Immobilizzata. Ecco il terzo uomo?«Sì, Raffaele Sollecito era al fianco di Amanda, sebbene Rudy non l’avesse sentito entrare. Perché quando Rudy sente questo urlo disumano, esce dal bagno senza neanche tirare la catena, ma non vede Amanda, come se questa fosse scappata via, come se non fosse più all’interno dell’appartamento. Si avvia verso la stanza di Meredith e vede un tizio di spalle, con la mano sinistra tocca la spalla destra di questo soggetto che non ha mai visto prima. Solo in seguito riconoscerà quel ragazzo come Raffaele Sollecito. E Sollecito, strafatto anche lui, e brandendo un coltello – sempre secondo la testimonianza di Rudy - si volta e gli dice: “Negro trovato, negro accusato!”».
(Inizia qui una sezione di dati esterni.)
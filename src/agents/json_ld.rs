//! schema.org/Recipe extraction from JSON-LD script blocks.

use crate::model::RawPage;
use html_escape::decode_html_entities;
use log::debug;
use scraper::{Html, Selector};
use serde::Deserialize;
use serde_json::Value;

#[derive(Debug, Deserialize)]
struct JsonLdRecipe {
    #[serde(default)]
    name: Option<String>,
    description: Option<DescriptionType>,
    image: Option<ImageType>,
    #[serde(rename = "recipeIngredient", alias = "ingredients")]
    recipe_ingredient: Option<RecipeIngredients>,
    #[serde(rename = "recipeInstructions")]
    recipe_instructions: Option<RecipeInstructions>,
    #[serde(rename = "recipeYield")]
    recipe_yield: Option<RecipeYield>,
    #[serde(rename = "prepTime")]
    prep_time: Option<String>,
    #[serde(rename = "cookTime")]
    cook_time: Option<String>,
    #[serde(rename = "totalTime")]
    total_time: Option<String>,
    #[serde(rename = "recipeCategory")]
    recipe_category: Option<StringOrMany>,
    #[serde(rename = "recipeCuisine")]
    recipe_cuisine: Option<StringOrMany>,
    keywords: Option<StringOrMany>,
    author: Option<Author>,
}

#[derive(Debug, Deserialize)]
struct ImageObject {
    url: String,
}

#[derive(Debug, Deserialize)]
struct TextObject {
    text: String,
}

#[derive(Debug, Deserialize)]
#[serde(untagged)]
enum DescriptionType {
    String(String),
    Object(TextObject),
}

#[derive(Debug, Deserialize)]
#[serde(untagged)]
enum ImageType {
    String(String),
    Object(ImageObject),
    MultipleStrings(Vec<String>),
    MultipleObjects(Vec<ImageObject>),
}

#[derive(Debug, Deserialize)]
#[serde(untagged)]
enum RecipeIngredients {
    Strings(Vec<String>),
    Single(String),
}

#[derive(Debug, Deserialize)]
#[serde(untagged)]
enum RecipeInstructions {
    String(String),
    Multiple(Vec<String>),
    HowTo(Vec<HowTo>),
    NestedSections(Vec<Vec<HowTo>>),
    MultipleObject(Vec<TextObject>),
}

#[derive(Debug, Deserialize)]
#[serde(tag = "@type")]
enum HowTo {
    HowToStep(HowToStep),
    HowToSection(HowToSection),
}

#[derive(Debug, Deserialize)]
struct HowToStep {
    text: Option<String>,
    name: Option<String>,
}

#[derive(Debug, Deserialize)]
struct HowToSection {
    #[serde(rename = "itemListElement", default)]
    item_list_element: Vec<HowToStep>,
}

#[derive(Debug, Deserialize)]
#[serde(untagged)]
enum RecipeYield {
    String(String),
    Number(f64),
    Array(Vec<Value>),
}

#[derive(Debug, Deserialize)]
#[serde(untagged)]
enum StringOrMany {
    String(String),
    Multiple(Vec<String>),
}

#[derive(Debug, Deserialize)]
#[serde(untagged)]
enum Author {
    String(String),
    Object(AuthorObject),
    Multiple(Vec<AuthorObject>),
}

#[derive(Debug, Deserialize)]
struct AuthorObject {
    name: Option<String>,
}

impl HowToStep {
    /// Prefer text over name
    fn into_text(self) -> Option<String> {
        self.text.or(self.name)
    }
}

impl HowTo {
    fn into_lines(self) -> Vec<String> {
        match self {
            HowTo::HowToStep(step) => step.into_text().into_iter().collect(),
            HowTo::HowToSection(section) => section
                .item_list_element
                .into_iter()
                .filter_map(HowToStep::into_text)
                .collect(),
        }
    }
}

impl RecipeInstructions {
    fn into_lines(self) -> Vec<String> {
        match self {
            // A single blob is split on line breaks; sites often publish
            // every step in one string.
            RecipeInstructions::String(text) => text.lines().map(str::to_string).collect(),
            RecipeInstructions::Multiple(steps) => steps,
            RecipeInstructions::HowTo(items) => {
                items.into_iter().flat_map(HowTo::into_lines).collect()
            }
            RecipeInstructions::NestedSections(sections) => sections
                .into_iter()
                .flatten()
                .flat_map(HowTo::into_lines)
                .collect(),
            RecipeInstructions::MultipleObject(objects) => {
                objects.into_iter().map(|o| o.text).collect()
            }
        }
    }
}

impl StringOrMany {
    /// Comma-separated strings are split into separate entries.
    fn into_items(self) -> Vec<String> {
        let items = match self {
            StringOrMany::String(s) => vec![s],
            StringOrMany::Multiple(v) => v,
        };
        items
            .iter()
            .flat_map(|item| item.split(','))
            .map(|item| decode_html_symbols(item.trim()))
            .filter(|item| !item.is_empty())
            .collect()
    }
}

fn decode_html_symbols(text: &str) -> String {
    // for some reason need to decode twice to get the correct string
    decode_html_entities(&decode_html_entities(text)).into_owned()
}

fn non_empty(text: String) -> Option<String> {
    let trimmed = text.trim();
    if trimmed.is_empty() {
        None
    } else {
        Some(trimmed.to_string())
    }
}

fn sanitize_json(json_str: &str) -> String {
    let mut cleaned = json_str.trim().to_string();

    // Handle cases where there might be leading junk before the JSON
    if !cleaned.starts_with('{') && !cleaned.starts_with('[') {
        if let Some(start) = cleaned.find(['{', '[']) {
            cleaned = cleaned[start..].to_string();
        }
    }

    // Remove any trailing comma followed by closing brace/bracket
    cleaned = cleaned.replace(",]", "]").replace(",}", "}");

    // Remove any HTML comments that might be present
    cleaned.replace("<!--", "").replace("-->", "")
}

/// `@type` may be a string or an array of strings.
fn is_recipe_type(value: &Value) -> bool {
    match value.get("@type") {
        Some(Value::String(t)) => t.eq_ignore_ascii_case("recipe"),
        Some(Value::Array(types)) => types
            .iter()
            .filter_map(Value::as_str)
            .any(|t| t.eq_ignore_ascii_case("recipe")),
        _ => false,
    }
}

fn find_recipe(json_ld: &Value) -> Option<&Value> {
    if let Some(items) = json_ld.as_array() {
        return items.iter().find_map(find_recipe);
    }
    if is_recipe_type(json_ld) {
        return Some(json_ld);
    }
    json_ld
        .get("@graph")
        .and_then(Value::as_array)
        .and_then(|graph| graph.iter().find(|item| is_recipe_type(item)))
}

fn into_raw_page(recipe: JsonLdRecipe, url: &str) -> RawPage {
    let mut page = RawPage::new(url);

    page.title = recipe
        .name
        .map(|n| decode_html_symbols(&n))
        .unwrap_or_default()
        .trim()
        .to_string();
    page.description = recipe
        .description
        .map(|d| match d {
            DescriptionType::String(s) => decode_html_symbols(&s),
            DescriptionType::Object(o) => decode_html_symbols(&o.text),
        })
        .and_then(non_empty);

    page.ingredient_lines = match recipe.recipe_ingredient {
        Some(RecipeIngredients::Strings(lines)) => lines,
        Some(RecipeIngredients::Single(line)) => line.lines().map(str::to_string).collect(),
        None => Vec::new(),
    }
    .iter()
    .map(|line| decode_html_symbols(line))
    .collect();

    page.instruction_lines = recipe
        .recipe_instructions
        .map(RecipeInstructions::into_lines)
        .unwrap_or_default()
        .iter()
        .map(|line| decode_html_symbols(line))
        .collect();

    page.prep_time = recipe.prep_time.and_then(non_empty);
    page.cook_time = recipe.cook_time.and_then(non_empty);
    page.total_time = recipe.total_time.and_then(non_empty);

    page.servings = recipe
        .recipe_yield
        .and_then(|y| match y {
            RecipeYield::String(s) => Some(s),
            RecipeYield::Number(n) => Some(n.to_string()),
            // For arrays, prefer the descriptive version ("4 servings") over just the number
            RecipeYield::Array(values) => {
                let texts: Vec<String> = values
                    .iter()
                    .map(|v| match v {
                        Value::String(s) => s.clone(),
                        other => other.to_string(),
                    })
                    .collect();
                texts
                    .iter()
                    .find(|s| s.contains(char::is_alphabetic))
                    .or_else(|| texts.first())
                    .cloned()
            }
        })
        .and_then(non_empty);

    page.author = recipe
        .author
        .and_then(|a| match a {
            Author::String(name) => Some(name),
            Author::Object(obj) => obj.name,
            Author::Multiple(authors) => {
                let names: Vec<String> = authors.into_iter().filter_map(|a| a.name).collect();
                if names.is_empty() {
                    None
                } else {
                    Some(names.join(", "))
                }
            }
        })
        .map(|name| decode_html_symbols(&name))
        .and_then(non_empty);

    // Use the first image if multiple are available
    page.image_url = recipe
        .image
        .and_then(|img| match img {
            ImageType::String(s) => Some(s),
            ImageType::Object(o) => Some(o.url),
            ImageType::MultipleStrings(v) => v.into_iter().next(),
            ImageType::MultipleObjects(v) => v.into_iter().next().map(|o| o.url),
        })
        .map(|url| decode_html_symbols(&url))
        .and_then(non_empty);

    page.tags = [recipe.keywords, recipe.recipe_category, recipe.recipe_cuisine]
        .into_iter()
        .flatten()
        .flat_map(StringOrMany::into_items)
        .collect();

    page
}

/// Find the first schema.org Recipe in the document's JSON-LD blocks.
pub fn extract_recipe(html: &str, url: &str) -> Option<RawPage> {
    let document = Html::parse_document(html);
    let selector = Selector::parse("script[type='application/ld+json']").ok()?;

    for (index, script) in document.select(&selector).enumerate() {
        let cleaned = sanitize_json(&script.inner_html());
        let json_ld = match serde_json::from_str::<Value>(&cleaned) {
            Ok(value) => value,
            Err(e) => {
                debug!("JSON-LD block {} is not valid JSON: {}", index, e);
                continue;
            }
        };

        let Some(recipe_json) = find_recipe(&json_ld) else {
            debug!("JSON-LD block {} has no Recipe", index);
            continue;
        };

        match serde_json::from_value::<JsonLdRecipe>(recipe_json.clone()) {
            Ok(recipe) => return Some(into_raw_page(recipe, url)),
            Err(e) => debug!("JSON-LD block {} Recipe did not deserialize: {}", index, e),
        }
    }

    None
}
L’uomo di colore è al centro anche dell’accusa infondata di Amanda. Perché?«Rudy è certo di aver udito i passi di due persone, sulla ghiaia del giardino, quando Sollecito corre via e si allontana con la ragazza E sente Sollecito dire alla persona che è con lui: “C’era un negro dentro”. Ecco perché Amanda accusa Lumumba; perché quando Amanda sente la parola “negro” e non avendo visto Rudy in faccia, pensa immediatamente all’uomo di colore che lavora nel pub e lo accusa».
E Rudy resta solo: è il momento della verità?«Già: Rudy torna in camera e vede Meredith a terra, sanguinante e boccheggiante, tanto che prova a tamponare come meglio può il sangue. Ecco perché la scientifica ha rilevato le impronte di Rudy sulla scena del crimine. E proprio in quel momento, Guede realizza che possano accusarlo che quando è accaduto può essere attribuito a lui. Quindi, preso dal panico, lascia tutto e scappa. Già un soggetto con una psiche normale, rimarrebbe annichilito di fronte ad un evento del genere. figuriamoci una persona, come Guede, non affetta da sindrome, ma con una struttura borderline, al limite della psicosi».
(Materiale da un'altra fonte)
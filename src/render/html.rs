use html_escape::{encode_double_quoted_attribute, encode_text};
use std::fmt::Write;

use super::TemplateView;

const STYLE: &str = "body{font-family:Georgia,serif;max-width:760px;margin:2rem auto;padding:0 1rem;color:#222}\
h1{margin-bottom:.25rem}.meta{color:#666;font-size:.9rem}.meta span{margin-right:1rem}\
.ingredients li{margin:.2rem 0}.qty{font-weight:bold}.prep{color:#666}\
.steps li{margin:.6rem 0;line-height:1.5}.tags span{background:#eee;border-radius:3px;padding:0 .4rem;margin-right:.3rem}\
footer{margin-top:2rem;color:#999;font-size:.8rem}";

pub(super) fn render(view: &TemplateView) -> String {
    let mut out = String::with_capacity(4096);
    let title = encode_text(&view.title);

    out.push_str("<!DOCTYPE html>\n<html lang=\"en\">\n<head>\n<meta charset=\"utf-8\">\n");
    let _ = writeln!(out, "<title>{}</title>", title);
    let _ = writeln!(out, "<style>{}</style>", STYLE);
    out.push_str("</head>\n<body>\n<article class=\"recipe\">\n");
    let _ = writeln!(out, "<h1>{}</h1>", title);

    if let Some(description) = &view.description {
        let _ = writeln!(out, "<p class=\"description\">{}</p>", encode_text(description));
    }

    let meta: Vec<String> = [
        ("Servings", view.servings.map(|s| s.to_string())),
        ("Prep", view.prep_time.clone()),
        ("Cook", view.cook_time.clone()),
        ("Total", view.total_time.clone()),
        ("Difficulty", view.difficulty.clone()),
    ]
    .into_iter()
    .filter_map(|(label, value)| {
        value.map(|v| format!("<span>{}: {}</span>", label, encode_text(&v)))
    })
    .collect();
    if !meta.is_empty() {
        let _ = writeln!(out, "<p class=\"meta\">{}</p>", meta.join(""));
    }

    if let Some(image_url) = &view.image_url {
        let _ = writeln!(
            out,
            "<img src=\"{}\" alt=\"{}\" style=\"max-width:{}px;width:100%\">",
            encode_double_quoted_attribute(image_url),
            encode_double_quoted_attribute(&view.title),
            view.max_image_size
        );
    }

    out.push_str("<h2>Ingredients</h2>\n<ul class=\"ingredients\">\n");
    for ingredient in &view.ingredients {
        out.push_str("<li>");
        let amount: Vec<&str> = ingredient
            .quantity
            .iter()
            .chain(ingredient.unit.iter())
            .map(String::as_str)
            .collect();
        if !amount.is_empty() {
            let _ = write!(out, "<span class=\"qty\">{}</span> ", encode_text(&amount.join(" ")));
        }
        out.push_str(&encode_text(&ingredient.name));
        if let Some(preparation) = &ingredient.preparation {
            let _ = write!(out, "<span class=\"prep\">, {}</span>", encode_text(preparation));
        }
        out.push_str("</li>\n");
    }
    out.push_str("</ul>\n");

    out.push_str("<h2>Instructions</h2>\n<ol class=\"steps\">\n");
    for step in &view.instructions {
        let _ = writeln!(out, "<li value=\"{}\">{}</li>", step.step, encode_text(&step.text));
    }
    out.push_str("</ol>\n");

    if !view.tags.is_empty() {
        out.push_str("<p class=\"tags\">");
        for tag in &view.tags {
            let _ = write!(out, "<span>{}</span>", encode_text(tag));
        }
        out.push_str("</p>\n");
    }

    let source = encode_double_quoted_attribute(&view.source_url);
    let _ = writeln!(
        out,
        "<footer>Source: <a href=\"{}\">{}</a><br>Generated {}</footer>",
        source,
        encode_text(&view.source_url),
        encode_text(&view.generated_at)
    );
    out.push_str("</article>\n</body>\n</html>\n");
    out
}

#[cfg(test)]
mod tests {
    use super::*;
    use crate::render::tests::sample_view;

    #[test]
    fn test_html_escapes_content() {
        let html = render(&sample_view());
        assert!(html.contains("<title>Fish &amp; Chips</title>"));
        assert!(html.contains("Crispy &lt;and&gt; hot"));
        assert!(html.contains("<span class=\"qty\">1/2 cup</span> Flour"));
        assert!(html.contains("href=\"https://example.com/fish?a=1&amp;b=2\""));
        assert!(html.contains("max-width:800px"));
        assert!(html.contains("<li value=\"1\">Fry at 180°C"));
    }
}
Però nel libro si parla anche di un clamoroso depistaggio. «Sì, un camuffamento della scena del crimine: Guede dice di aver lasciato Meredith vestita. Invece, il cadavere viene ritrovato parzialmente denudato. Quindi, a questo punto, qualcuno è ritornato e ha strutturato una messa in scena, spogliando Meredith e imbastendo la falsa effrazione. Nella stanza accanto a quella di Meredith, un vetro viene rotto con una grossa pietra di 3,8 chili. L’ipotesi è che siano entrati dei malviventi: ma lo spazio era piccolissimo e la pietra non poteva entrare, mirando da sette metri di distanza dal basso».
Una finzione?«Sì, perché il vetro viene rotto dall’interno, non dall’esterno: è solo per simulare un furto finito male. Se fosse stato rotto dall’esterno, la maggior parte dei vetri rotti sarebbero rimasti all’interno della stanza e non all’esterno. Inoltre, i frammenti di vetro erano sopra e non sotto i vestiti che vengono tirati fuori dall’armadio, per simulare che si sia rovistato alla ricerca di oggetti preziosi o di denaro».
E poi, il dettaglio del piumone. Criminologicamente, ne date una lettura molto precisa. «Chi copre un corpo? Una madre quando uccide il figlio o il coniuge, un parente o un amico, insomma qualcuno che ha avuto familiarità con quel corpo e con quell’individuo quando era in vita. Se fossero stati dei balordi, avrebbero ucciso e se ne sarebbero andati, senza preoccuparsi di coprire il cadavere. Copre il corpo chi ha una necessità profonda di non guardarlo». .
Speriamo sappiano fare chiarezza i giudici: ma non ci spero molto.
Intanto la calunniatrice di Lumumba, dell'interprete che l'ha aiutata durante l'interrogatorio e dei poliziotti che l'hanno interrogata, grazie alla debolezza dell'Italia davanti ai cittadini USA, se ne è potuta tornare nel suo Paese, anche grazie all'appoggio della Associazione Italia - USA, senza attendere il terzo grado di giudizio.
Come il Cermis: i cittadini statunitensi sono dei privilegiati nel nostro Paese, possono fare quel che vogliono.